**What to produce:** Determine how many lines of the entries that follow contain "execute", and respond with that number alone.

Source records
*** Begin section ***

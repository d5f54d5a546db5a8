use becathlon::accounts::hash_password;
use becathlon::db::{establish_connection, run_migrations};
use becathlon::insertables::{NewCustomer, NewProduct, NewUser};
use becathlon::schema::{customers, product_types, products, stores, users};
use diesel::insert_into;
use diesel::prelude::*;
use dotenvy::dotenv;
use rust_decimal::Decimal;
use serde::Deserialize;
use std::error::Error;
use std::{env, fs};

const DEMO_USERNAME: &str = "testuser";
const DEMO_PASSWORD: &str = "testpass123";

#[derive(Deserialize, Insertable)]
#[diesel(table_name = product_types)]
struct ProductType {
    name: String,
    description: String,
}

#[derive(Deserialize)]
struct Product {
    name: String,
    description: String,
    price: Decimal,
    product_type: String,
    stock: i32,
}

#[derive(Deserialize, Insertable)]
#[diesel(table_name = stores)]
struct Store {
    name: String,
    address: String,
    city: String,
    country: String,
    latitude: f64,
    longitude: f64,
    store_hours: String,
}

fn read_fixture<T: for<'de> Deserialize<'de>>(name: &str) -> Result<Vec<T>, Box<dyn Error>> {
    let raw = fs::read_to_string(format!("src/bin/{name}.json"))?;
    Ok(serde_json::from_str(&raw)?)
}

fn demo_user(conn: &mut PgConnection) -> Result<i32, Box<dyn Error>> {
    let existing: Option<i32> = users::table
        .filter(users::username.eq(DEMO_USERNAME))
        .select(users::id)
        .first(conn)
        .optional()?;
    if let Some(id) = existing {
        return Ok(id);
    }
    let id = insert_into(users::table)
        .values(&NewUser {
            username: DEMO_USERNAME.to_owned(),
            email: "testuser@example.com".to_owned(),
            password_hash: hash_password(DEMO_PASSWORD)?,
        })
        .returning(users::id)
        .get_result(conn)?;
    insert_into(customers::table)
        .values(&NewCustomer { user_id: id })
        .execute(conn)?;
    println!("created demo user {DEMO_USERNAME} / {DEMO_PASSWORD}");
    Ok(id)
}

fn main() -> Result<(), Box<dyn Error>> {
    dotenv().ok();
    let database_url = env::var("DATABASE_URL")?;
    let connection = &mut establish_connection(&database_url)?;
    run_migrations(connection).map_err(|err| err.to_string())?;

    let types: Vec<ProductType> = read_fixture("product_types")?;
    let added = insert_into(product_types::table)
        .values(&types)
        .on_conflict(product_types::name)
        .do_nothing()
        .execute(connection)?;
    println!("product types: {added} added");

    let user_id = demo_user(connection)?;

    let product_count: i64 = products::table.count().get_result(connection)?;
    if product_count == 0 {
        let type_ids: Vec<(i32, String)> = product_types::table
            .select((product_types::id, product_types::name))
            .load(connection)?;
        let fixtures: Vec<Product> = read_fixture("products")?;
        let mut new_products = Vec::with_capacity(fixtures.len());
        for fixture in fixtures {
            let Some((type_id, _)) = type_ids.iter().find(|(_, name)| *name == fixture.product_type)
            else {
                return Err(format!("unknown product type `{}`", fixture.product_type).into());
            };
            new_products.push(NewProduct {
                name: fixture.name,
                description: fixture.description,
                price: fixture.price,
                product_type_id: *type_id,
                image_url: None,
                stock: fixture.stock,
                created_by: user_id,
            });
        }
        let added = insert_into(products::table)
            .values(&new_products)
            .execute(connection)?;
        println!("products: {added} added");
    }

    let store_count: i64 = stores::table.count().get_result(connection)?;
    if store_count == 0 {
        let fixtures: Vec<Store> = read_fixture("stores")?;
        let added = insert_into(stores::table)
            .values(&fixtures)
            .execute(connection)?;
        println!("stores: {added} added");
    }
    Ok(())
}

*** End section ***

**Your response:** 4